Top of Provided data

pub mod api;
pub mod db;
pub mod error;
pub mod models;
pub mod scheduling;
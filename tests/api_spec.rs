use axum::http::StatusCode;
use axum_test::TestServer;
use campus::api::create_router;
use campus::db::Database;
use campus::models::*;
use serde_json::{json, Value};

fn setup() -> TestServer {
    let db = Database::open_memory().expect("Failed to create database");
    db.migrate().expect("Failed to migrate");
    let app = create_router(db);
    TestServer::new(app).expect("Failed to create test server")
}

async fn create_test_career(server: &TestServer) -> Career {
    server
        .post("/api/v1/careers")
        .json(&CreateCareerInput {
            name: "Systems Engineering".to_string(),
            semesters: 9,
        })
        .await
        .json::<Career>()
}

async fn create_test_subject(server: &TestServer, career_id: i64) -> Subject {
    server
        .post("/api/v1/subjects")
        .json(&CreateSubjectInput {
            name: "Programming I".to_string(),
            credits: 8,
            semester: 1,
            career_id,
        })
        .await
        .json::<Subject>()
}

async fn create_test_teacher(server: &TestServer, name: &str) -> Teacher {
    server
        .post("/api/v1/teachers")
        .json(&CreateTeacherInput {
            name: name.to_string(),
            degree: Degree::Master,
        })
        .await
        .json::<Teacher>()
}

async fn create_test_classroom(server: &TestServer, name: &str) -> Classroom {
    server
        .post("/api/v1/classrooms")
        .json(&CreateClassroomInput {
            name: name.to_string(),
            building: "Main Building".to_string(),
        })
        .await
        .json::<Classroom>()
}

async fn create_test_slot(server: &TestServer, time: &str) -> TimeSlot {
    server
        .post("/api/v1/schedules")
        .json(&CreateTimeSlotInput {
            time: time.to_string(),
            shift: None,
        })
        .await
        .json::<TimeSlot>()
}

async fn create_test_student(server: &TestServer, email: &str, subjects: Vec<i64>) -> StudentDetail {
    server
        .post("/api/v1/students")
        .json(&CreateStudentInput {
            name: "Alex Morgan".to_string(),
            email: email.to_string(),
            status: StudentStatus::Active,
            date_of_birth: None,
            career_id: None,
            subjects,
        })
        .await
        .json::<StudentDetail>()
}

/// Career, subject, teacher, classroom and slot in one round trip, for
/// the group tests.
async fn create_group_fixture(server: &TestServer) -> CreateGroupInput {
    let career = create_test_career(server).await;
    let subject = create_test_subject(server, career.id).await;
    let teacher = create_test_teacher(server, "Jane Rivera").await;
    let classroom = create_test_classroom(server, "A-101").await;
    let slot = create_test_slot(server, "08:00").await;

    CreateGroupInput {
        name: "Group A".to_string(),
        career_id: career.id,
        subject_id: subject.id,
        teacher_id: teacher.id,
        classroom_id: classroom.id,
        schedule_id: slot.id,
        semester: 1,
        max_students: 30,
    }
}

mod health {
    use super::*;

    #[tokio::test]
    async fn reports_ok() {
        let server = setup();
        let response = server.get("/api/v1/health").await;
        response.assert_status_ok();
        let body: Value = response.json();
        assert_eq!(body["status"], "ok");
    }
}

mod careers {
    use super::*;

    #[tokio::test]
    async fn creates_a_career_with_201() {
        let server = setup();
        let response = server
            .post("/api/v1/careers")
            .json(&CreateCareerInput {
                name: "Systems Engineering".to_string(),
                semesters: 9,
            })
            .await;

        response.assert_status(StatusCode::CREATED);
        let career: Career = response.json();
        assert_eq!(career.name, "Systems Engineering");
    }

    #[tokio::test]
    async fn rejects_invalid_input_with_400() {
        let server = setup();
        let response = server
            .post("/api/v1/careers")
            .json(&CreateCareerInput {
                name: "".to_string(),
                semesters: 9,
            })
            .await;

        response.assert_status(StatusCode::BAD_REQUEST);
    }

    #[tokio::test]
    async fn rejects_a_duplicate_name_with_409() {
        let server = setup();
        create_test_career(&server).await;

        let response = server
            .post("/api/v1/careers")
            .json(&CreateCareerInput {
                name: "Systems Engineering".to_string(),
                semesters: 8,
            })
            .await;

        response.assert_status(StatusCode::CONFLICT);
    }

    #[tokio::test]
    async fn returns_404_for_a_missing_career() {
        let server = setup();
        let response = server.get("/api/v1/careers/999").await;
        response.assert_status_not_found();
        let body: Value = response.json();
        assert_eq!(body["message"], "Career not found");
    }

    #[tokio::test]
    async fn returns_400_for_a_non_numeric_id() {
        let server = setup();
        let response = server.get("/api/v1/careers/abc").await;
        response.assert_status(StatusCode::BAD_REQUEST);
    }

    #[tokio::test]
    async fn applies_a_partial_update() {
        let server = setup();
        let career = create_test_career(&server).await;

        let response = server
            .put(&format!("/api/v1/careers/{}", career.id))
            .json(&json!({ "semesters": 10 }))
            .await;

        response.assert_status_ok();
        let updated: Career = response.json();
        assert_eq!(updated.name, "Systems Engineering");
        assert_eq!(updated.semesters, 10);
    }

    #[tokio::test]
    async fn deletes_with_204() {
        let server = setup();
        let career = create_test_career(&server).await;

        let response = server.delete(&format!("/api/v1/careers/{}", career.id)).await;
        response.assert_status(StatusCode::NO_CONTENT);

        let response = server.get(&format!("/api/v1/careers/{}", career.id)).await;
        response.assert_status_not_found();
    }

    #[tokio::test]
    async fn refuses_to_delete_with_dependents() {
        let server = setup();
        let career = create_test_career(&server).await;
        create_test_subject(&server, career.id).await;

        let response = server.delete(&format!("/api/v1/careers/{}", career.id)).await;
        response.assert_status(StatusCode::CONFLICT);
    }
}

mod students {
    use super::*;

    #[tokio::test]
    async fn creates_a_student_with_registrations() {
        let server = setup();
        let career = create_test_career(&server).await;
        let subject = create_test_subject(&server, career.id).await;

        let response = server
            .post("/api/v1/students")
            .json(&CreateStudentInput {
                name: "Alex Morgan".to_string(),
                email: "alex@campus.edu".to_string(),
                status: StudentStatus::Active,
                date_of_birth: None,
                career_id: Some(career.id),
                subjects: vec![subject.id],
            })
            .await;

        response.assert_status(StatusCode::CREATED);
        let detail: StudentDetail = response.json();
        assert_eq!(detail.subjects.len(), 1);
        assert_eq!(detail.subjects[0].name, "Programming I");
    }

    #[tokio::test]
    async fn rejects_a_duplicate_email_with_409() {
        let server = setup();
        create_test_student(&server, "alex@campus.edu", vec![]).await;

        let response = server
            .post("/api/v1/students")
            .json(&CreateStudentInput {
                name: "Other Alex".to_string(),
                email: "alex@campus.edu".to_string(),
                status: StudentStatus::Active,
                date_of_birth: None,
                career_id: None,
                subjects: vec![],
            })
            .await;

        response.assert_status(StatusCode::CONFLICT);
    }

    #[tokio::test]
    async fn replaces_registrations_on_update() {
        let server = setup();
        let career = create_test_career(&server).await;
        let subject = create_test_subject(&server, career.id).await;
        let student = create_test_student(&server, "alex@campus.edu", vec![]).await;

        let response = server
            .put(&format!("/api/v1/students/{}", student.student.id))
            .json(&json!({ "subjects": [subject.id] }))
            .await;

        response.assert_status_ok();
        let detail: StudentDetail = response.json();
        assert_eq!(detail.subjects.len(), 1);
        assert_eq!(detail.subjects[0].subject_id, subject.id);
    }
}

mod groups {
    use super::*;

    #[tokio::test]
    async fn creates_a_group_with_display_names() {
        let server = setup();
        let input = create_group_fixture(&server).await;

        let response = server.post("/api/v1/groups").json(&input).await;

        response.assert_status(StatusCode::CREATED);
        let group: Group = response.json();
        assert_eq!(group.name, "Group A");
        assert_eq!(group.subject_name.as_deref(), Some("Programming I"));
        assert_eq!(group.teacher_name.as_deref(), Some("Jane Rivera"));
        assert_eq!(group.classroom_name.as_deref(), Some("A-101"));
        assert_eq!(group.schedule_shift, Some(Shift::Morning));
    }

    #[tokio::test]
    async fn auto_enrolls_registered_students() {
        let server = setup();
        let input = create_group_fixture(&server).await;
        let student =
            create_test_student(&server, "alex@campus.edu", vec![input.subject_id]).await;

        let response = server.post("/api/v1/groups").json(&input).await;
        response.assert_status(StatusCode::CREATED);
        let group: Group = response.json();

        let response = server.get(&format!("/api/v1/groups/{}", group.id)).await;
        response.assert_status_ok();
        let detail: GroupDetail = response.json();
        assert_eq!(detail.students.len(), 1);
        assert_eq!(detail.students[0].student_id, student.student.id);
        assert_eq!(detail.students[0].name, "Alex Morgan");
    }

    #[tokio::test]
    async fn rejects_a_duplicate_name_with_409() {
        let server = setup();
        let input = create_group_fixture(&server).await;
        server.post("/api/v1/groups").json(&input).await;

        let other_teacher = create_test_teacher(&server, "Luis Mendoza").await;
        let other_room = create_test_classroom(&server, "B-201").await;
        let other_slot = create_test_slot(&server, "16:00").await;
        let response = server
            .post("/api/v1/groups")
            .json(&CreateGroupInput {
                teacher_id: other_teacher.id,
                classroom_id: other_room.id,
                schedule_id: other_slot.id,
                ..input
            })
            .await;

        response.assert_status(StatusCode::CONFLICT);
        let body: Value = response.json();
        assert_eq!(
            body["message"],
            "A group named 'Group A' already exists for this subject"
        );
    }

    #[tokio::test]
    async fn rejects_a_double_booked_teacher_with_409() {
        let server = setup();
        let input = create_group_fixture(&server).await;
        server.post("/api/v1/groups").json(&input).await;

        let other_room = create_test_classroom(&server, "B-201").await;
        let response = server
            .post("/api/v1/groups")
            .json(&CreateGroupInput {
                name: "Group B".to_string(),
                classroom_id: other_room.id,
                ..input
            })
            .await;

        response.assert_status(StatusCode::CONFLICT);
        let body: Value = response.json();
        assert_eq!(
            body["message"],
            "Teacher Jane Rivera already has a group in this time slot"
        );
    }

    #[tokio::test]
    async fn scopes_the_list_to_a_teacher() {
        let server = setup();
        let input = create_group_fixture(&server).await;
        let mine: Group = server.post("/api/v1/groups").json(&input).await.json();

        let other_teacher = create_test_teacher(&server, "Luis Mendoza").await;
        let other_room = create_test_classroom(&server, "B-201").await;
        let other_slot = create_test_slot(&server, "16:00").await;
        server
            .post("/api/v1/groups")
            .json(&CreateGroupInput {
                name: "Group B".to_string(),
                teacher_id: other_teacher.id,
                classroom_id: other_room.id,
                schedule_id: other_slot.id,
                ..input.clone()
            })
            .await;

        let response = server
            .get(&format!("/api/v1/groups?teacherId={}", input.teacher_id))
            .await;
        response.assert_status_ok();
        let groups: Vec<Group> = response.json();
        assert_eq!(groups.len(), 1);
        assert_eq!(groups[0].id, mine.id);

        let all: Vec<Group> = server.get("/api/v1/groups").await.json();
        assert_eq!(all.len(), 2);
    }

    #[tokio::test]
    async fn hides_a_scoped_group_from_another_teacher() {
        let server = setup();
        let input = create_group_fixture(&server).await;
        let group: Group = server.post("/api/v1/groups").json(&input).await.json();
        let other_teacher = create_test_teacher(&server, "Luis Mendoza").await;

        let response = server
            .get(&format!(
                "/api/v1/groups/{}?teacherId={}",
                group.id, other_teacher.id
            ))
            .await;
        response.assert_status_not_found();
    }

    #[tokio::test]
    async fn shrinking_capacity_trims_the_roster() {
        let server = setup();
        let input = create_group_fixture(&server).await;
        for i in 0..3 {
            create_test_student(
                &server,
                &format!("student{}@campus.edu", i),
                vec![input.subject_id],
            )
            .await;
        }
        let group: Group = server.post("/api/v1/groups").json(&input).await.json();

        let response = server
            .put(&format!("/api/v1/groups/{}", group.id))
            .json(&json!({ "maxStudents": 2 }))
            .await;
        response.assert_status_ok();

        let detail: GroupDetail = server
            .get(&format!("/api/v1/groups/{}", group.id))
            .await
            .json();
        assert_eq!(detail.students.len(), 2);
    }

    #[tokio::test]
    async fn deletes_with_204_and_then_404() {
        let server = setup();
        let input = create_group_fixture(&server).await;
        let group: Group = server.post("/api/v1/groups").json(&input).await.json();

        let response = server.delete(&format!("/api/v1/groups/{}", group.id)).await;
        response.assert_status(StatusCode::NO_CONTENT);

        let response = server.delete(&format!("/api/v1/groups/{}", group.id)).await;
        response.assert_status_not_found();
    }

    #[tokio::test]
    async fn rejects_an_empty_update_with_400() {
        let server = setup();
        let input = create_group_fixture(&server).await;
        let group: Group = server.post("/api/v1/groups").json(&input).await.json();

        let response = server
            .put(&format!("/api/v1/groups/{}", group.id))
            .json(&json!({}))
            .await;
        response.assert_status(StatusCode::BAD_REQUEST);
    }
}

Bottom of Provided data

What the task requires: Where the word "Some" is present in a line of the listing, copy that line.

Result below:
                career_id: Some(career.id),
        assert_eq!(group.subject_name.as_deref(), Some("Programming I"));
        assert_eq!(group.teacher_name.as_deref(), Some("Jane Rivera"));
        assert_eq!(group.classroom_name.as_deref(), Some("A-101"));
        assert_eq!(group.schedule_shift, Some(Shift::Morning));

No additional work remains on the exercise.